• [What you need to do]
Each line of the listing that contains "Copy" should be found and copied.

• [The records]
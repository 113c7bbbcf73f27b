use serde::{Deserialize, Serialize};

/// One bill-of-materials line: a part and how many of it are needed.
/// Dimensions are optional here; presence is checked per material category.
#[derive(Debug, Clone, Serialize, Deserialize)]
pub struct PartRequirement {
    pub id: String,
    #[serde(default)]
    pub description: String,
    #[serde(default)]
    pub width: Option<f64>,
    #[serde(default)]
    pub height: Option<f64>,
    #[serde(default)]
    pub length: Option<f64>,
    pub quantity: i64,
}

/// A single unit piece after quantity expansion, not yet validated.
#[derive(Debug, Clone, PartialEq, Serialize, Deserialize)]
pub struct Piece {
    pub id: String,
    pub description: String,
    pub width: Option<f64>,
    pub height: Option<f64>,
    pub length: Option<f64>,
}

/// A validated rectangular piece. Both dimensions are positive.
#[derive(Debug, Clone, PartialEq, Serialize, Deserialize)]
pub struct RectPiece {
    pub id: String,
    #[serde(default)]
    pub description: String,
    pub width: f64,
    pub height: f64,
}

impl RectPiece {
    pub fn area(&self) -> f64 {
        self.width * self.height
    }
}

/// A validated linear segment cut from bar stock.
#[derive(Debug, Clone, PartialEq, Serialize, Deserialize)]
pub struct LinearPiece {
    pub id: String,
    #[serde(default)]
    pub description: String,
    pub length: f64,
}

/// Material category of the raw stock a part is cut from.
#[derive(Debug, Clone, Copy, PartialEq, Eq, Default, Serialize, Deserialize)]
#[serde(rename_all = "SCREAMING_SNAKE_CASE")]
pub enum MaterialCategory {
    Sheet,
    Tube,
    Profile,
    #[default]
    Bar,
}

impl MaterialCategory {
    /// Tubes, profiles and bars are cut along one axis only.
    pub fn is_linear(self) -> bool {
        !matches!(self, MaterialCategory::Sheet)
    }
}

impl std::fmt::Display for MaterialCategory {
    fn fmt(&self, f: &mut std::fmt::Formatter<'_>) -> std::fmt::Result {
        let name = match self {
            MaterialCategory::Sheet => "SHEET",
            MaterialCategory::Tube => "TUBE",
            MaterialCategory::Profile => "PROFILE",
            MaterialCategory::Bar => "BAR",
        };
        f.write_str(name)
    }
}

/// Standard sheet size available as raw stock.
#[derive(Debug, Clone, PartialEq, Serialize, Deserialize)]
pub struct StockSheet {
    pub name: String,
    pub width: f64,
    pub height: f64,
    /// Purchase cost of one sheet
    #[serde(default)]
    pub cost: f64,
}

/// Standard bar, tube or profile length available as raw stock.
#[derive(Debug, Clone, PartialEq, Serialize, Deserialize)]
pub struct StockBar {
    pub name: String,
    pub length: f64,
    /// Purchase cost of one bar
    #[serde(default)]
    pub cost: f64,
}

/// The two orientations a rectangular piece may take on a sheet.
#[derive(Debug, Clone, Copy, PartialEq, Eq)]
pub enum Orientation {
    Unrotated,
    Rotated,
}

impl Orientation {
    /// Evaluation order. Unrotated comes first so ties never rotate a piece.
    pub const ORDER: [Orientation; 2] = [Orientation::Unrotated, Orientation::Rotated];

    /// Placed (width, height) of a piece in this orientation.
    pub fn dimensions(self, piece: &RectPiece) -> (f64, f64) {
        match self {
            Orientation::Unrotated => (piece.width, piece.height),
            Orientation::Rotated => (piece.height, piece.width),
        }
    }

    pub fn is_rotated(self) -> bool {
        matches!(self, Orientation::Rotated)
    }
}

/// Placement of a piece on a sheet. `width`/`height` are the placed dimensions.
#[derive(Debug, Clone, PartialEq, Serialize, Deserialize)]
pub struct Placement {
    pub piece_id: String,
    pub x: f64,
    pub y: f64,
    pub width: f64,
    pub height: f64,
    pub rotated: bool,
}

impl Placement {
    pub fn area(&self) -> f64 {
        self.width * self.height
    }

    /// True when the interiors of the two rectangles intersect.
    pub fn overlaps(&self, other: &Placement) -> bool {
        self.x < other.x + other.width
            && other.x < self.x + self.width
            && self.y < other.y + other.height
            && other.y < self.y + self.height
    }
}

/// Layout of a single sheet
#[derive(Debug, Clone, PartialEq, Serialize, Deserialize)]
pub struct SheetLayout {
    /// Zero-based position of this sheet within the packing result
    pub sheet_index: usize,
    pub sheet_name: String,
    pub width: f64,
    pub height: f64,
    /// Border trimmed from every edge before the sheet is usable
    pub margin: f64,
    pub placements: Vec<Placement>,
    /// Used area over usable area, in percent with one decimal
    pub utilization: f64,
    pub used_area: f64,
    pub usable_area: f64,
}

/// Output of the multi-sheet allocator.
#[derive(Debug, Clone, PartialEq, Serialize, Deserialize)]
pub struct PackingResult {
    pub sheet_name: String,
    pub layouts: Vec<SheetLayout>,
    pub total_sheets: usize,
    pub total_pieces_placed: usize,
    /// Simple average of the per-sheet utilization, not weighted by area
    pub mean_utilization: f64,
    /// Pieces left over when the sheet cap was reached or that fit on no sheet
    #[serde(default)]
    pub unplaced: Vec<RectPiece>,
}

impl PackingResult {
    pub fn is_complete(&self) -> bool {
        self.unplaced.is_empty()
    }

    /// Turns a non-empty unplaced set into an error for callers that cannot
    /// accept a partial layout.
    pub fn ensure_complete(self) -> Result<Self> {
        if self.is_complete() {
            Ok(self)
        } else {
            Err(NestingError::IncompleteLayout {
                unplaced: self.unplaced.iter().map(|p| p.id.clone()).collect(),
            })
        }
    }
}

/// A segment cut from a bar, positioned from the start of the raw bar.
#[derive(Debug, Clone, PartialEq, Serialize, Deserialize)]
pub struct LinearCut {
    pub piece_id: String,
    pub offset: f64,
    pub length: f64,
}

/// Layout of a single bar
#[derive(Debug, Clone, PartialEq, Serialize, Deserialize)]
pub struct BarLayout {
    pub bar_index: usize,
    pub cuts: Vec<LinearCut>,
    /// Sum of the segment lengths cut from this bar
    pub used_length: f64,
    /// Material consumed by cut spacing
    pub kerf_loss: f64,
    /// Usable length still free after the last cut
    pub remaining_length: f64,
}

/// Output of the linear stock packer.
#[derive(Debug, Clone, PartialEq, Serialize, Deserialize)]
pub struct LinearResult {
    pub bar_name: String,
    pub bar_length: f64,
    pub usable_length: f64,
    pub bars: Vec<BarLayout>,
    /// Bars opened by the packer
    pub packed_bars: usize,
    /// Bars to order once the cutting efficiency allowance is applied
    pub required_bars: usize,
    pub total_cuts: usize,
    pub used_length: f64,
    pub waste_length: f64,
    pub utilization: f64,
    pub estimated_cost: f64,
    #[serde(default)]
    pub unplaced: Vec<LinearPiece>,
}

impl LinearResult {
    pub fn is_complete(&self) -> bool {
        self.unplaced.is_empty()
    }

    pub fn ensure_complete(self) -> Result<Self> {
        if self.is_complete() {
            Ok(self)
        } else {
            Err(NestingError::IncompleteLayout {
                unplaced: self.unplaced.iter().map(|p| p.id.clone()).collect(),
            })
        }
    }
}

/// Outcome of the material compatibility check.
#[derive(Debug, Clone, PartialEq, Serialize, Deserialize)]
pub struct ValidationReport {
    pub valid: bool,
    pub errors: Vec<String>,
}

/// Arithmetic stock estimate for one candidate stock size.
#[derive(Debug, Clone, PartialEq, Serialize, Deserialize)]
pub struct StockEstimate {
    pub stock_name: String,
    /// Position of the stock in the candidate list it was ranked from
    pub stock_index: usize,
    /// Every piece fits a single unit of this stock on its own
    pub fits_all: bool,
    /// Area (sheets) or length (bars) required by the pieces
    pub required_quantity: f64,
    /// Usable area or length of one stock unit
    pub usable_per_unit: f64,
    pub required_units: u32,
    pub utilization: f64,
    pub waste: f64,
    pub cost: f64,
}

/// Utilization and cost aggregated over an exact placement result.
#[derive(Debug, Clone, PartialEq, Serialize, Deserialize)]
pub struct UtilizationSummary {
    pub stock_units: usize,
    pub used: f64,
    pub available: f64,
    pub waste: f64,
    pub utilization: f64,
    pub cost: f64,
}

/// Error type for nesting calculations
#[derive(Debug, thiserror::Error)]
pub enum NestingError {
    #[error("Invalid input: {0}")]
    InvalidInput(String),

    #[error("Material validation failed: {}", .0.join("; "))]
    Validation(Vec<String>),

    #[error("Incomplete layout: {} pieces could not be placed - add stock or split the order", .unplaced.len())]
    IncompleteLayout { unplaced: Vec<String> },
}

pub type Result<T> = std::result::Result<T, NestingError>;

• [Solution to the problem]
#[derive(Debug, Clone, Copy, PartialEq, Eq, Default, Serialize, Deserialize)]
#[derive(Debug, Clone, Copy, PartialEq, Eq)]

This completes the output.